• **What to work on**:
Output exactly the lines below, starting with the line that has "handle_key_event(&mut ctl, Some(Key::Char('a')));" and going on through the line that has "screen.set_timeout(Duration::from_millis(500));", both included, and no other lines.

• **Record set**:
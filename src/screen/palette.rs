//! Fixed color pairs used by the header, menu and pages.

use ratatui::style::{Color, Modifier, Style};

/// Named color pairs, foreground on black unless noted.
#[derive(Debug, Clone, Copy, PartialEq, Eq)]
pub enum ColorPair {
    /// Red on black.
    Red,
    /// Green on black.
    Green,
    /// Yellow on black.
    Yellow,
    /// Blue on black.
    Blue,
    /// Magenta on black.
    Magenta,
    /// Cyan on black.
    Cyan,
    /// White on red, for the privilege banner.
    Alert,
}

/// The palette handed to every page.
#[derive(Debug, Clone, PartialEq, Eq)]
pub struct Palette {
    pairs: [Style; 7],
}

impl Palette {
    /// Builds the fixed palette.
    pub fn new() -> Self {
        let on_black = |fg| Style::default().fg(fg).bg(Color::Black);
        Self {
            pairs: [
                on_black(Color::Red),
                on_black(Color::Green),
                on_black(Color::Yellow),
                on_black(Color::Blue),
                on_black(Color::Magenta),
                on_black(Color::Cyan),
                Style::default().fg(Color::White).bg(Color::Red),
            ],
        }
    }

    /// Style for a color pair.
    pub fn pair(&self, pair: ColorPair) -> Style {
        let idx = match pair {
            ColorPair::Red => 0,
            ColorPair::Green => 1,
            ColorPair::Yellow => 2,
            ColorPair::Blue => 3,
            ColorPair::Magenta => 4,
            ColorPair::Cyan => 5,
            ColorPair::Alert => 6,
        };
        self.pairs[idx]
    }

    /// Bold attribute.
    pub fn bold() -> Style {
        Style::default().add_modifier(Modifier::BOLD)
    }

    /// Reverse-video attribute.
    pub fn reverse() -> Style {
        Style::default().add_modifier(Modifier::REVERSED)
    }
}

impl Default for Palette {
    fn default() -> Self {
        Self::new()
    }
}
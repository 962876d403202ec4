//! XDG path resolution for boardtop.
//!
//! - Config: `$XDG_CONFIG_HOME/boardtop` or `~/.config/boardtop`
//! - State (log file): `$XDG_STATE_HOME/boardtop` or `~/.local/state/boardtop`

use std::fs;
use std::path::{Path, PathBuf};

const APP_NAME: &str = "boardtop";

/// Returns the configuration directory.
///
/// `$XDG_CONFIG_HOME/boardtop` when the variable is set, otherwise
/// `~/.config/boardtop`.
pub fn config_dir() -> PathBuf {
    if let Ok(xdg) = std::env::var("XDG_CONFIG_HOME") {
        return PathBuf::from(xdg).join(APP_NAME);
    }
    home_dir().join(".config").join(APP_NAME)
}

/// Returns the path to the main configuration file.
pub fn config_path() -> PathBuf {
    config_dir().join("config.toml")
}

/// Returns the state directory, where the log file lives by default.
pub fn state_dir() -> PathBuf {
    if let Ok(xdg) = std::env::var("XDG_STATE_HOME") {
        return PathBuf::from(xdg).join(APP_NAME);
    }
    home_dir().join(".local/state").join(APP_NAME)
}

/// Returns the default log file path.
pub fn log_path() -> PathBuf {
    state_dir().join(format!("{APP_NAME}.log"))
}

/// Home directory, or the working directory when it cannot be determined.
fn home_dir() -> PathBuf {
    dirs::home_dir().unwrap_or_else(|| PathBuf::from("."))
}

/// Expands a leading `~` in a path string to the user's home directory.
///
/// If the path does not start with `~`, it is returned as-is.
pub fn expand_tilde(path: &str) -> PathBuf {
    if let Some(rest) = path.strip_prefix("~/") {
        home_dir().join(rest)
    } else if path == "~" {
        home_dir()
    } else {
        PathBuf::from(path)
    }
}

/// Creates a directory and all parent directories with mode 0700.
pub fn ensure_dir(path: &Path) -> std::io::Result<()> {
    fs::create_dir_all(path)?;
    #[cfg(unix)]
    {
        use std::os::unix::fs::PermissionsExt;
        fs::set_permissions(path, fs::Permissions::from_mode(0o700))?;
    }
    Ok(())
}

---

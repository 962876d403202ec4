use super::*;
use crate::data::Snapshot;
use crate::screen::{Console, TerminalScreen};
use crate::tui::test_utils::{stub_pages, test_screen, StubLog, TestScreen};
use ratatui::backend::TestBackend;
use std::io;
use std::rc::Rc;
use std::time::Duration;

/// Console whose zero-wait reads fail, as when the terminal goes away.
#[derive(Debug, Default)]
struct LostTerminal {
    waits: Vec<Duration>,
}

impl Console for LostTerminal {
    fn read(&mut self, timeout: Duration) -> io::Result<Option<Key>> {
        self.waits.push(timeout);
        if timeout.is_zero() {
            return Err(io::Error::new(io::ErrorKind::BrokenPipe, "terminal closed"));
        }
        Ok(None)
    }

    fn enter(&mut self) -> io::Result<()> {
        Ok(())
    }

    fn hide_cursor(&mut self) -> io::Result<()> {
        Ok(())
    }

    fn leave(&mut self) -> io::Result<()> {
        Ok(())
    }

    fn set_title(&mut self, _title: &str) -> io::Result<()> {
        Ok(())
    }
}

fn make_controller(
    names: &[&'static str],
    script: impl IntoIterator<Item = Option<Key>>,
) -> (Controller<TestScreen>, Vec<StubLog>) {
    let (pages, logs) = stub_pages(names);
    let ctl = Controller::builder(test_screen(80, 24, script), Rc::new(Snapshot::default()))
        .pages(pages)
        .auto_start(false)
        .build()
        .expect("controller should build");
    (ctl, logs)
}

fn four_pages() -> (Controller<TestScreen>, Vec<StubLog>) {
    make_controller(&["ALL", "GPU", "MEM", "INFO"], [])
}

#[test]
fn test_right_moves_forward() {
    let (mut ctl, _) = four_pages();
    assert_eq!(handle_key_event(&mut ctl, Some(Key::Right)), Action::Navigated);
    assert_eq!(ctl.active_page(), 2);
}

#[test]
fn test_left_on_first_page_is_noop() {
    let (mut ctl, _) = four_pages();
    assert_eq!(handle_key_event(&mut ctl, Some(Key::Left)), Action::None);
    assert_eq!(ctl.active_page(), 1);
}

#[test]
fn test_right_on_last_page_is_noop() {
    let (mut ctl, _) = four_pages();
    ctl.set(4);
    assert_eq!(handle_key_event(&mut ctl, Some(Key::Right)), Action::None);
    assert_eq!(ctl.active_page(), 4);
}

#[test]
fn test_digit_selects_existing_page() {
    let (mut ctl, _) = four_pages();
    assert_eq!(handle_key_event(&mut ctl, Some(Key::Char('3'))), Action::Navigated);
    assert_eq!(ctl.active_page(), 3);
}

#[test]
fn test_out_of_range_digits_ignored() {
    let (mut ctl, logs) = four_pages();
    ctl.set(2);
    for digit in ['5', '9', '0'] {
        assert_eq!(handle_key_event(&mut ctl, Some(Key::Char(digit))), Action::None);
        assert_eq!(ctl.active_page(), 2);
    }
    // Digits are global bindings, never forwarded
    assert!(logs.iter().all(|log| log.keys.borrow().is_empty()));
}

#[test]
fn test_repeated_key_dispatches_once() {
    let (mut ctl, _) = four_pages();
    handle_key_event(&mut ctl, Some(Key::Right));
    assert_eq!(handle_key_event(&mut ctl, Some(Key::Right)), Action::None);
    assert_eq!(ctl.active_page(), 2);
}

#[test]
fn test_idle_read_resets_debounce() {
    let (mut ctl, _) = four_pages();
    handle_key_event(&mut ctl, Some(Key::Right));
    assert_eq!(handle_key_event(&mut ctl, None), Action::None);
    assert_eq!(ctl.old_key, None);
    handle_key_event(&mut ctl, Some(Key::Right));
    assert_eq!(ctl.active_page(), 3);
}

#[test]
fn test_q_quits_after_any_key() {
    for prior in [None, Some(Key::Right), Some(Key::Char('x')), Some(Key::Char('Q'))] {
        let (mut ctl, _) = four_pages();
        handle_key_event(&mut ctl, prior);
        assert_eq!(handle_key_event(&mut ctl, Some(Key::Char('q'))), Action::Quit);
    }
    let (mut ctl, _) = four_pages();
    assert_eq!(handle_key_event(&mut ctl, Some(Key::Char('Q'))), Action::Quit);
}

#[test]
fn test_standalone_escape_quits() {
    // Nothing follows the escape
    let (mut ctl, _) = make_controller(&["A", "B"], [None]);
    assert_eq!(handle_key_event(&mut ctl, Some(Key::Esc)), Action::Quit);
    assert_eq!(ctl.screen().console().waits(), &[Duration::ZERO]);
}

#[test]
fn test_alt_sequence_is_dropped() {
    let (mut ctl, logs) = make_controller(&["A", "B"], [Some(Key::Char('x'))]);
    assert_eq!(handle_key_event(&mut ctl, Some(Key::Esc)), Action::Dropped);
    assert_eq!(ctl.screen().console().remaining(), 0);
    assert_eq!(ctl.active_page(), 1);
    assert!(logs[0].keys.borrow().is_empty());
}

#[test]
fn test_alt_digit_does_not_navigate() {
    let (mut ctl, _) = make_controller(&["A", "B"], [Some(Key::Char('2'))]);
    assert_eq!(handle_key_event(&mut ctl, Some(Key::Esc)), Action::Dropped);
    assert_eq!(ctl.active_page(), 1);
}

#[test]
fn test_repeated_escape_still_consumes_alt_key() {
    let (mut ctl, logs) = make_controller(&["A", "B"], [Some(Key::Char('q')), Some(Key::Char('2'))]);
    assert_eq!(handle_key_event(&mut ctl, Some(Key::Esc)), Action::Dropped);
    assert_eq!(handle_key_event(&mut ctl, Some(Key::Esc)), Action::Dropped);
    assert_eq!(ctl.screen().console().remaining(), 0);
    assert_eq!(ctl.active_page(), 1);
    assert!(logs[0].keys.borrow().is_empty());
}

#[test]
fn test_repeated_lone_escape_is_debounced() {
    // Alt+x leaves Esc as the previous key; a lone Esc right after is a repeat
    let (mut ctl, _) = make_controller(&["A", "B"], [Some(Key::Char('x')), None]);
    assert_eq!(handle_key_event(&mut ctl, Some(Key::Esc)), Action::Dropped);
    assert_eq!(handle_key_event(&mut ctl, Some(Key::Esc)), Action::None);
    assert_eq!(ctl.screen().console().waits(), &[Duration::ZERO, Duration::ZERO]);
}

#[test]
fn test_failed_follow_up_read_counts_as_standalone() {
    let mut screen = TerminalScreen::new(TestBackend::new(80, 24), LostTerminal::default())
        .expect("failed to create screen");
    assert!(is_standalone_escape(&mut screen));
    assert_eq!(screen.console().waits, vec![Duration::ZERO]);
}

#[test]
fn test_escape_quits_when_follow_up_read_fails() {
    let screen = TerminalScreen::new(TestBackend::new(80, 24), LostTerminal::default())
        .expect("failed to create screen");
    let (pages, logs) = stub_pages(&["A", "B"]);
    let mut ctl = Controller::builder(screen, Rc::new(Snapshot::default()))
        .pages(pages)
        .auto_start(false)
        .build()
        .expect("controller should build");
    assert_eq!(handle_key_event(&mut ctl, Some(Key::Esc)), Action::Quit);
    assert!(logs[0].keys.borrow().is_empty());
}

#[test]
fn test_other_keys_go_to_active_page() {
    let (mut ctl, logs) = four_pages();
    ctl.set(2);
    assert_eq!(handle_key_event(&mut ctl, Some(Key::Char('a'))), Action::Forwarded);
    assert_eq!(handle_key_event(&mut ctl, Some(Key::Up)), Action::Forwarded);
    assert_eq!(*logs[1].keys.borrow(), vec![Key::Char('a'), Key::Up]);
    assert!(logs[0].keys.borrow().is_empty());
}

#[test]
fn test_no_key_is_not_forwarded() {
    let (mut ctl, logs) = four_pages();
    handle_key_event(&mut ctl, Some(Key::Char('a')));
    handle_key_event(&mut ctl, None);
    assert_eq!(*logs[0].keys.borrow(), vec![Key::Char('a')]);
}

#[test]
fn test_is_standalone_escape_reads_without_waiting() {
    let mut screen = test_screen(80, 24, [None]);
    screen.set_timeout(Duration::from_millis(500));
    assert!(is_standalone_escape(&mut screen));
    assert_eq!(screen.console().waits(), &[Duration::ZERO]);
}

• **Your solution**:
    handle_key_event(&mut ctl, Some(Key::Char('a')));
    handle_key_event(&mut ctl, None);
    assert_eq!(*logs[0].keys.borrow(), vec![Key::Char('a')]);
}

#[test]
fn test_is_standalone_escape_reads_without_waiting() {
    let mut screen = test_screen(80, 24, [None]);
    screen.set_timeout(Duration::from_millis(500));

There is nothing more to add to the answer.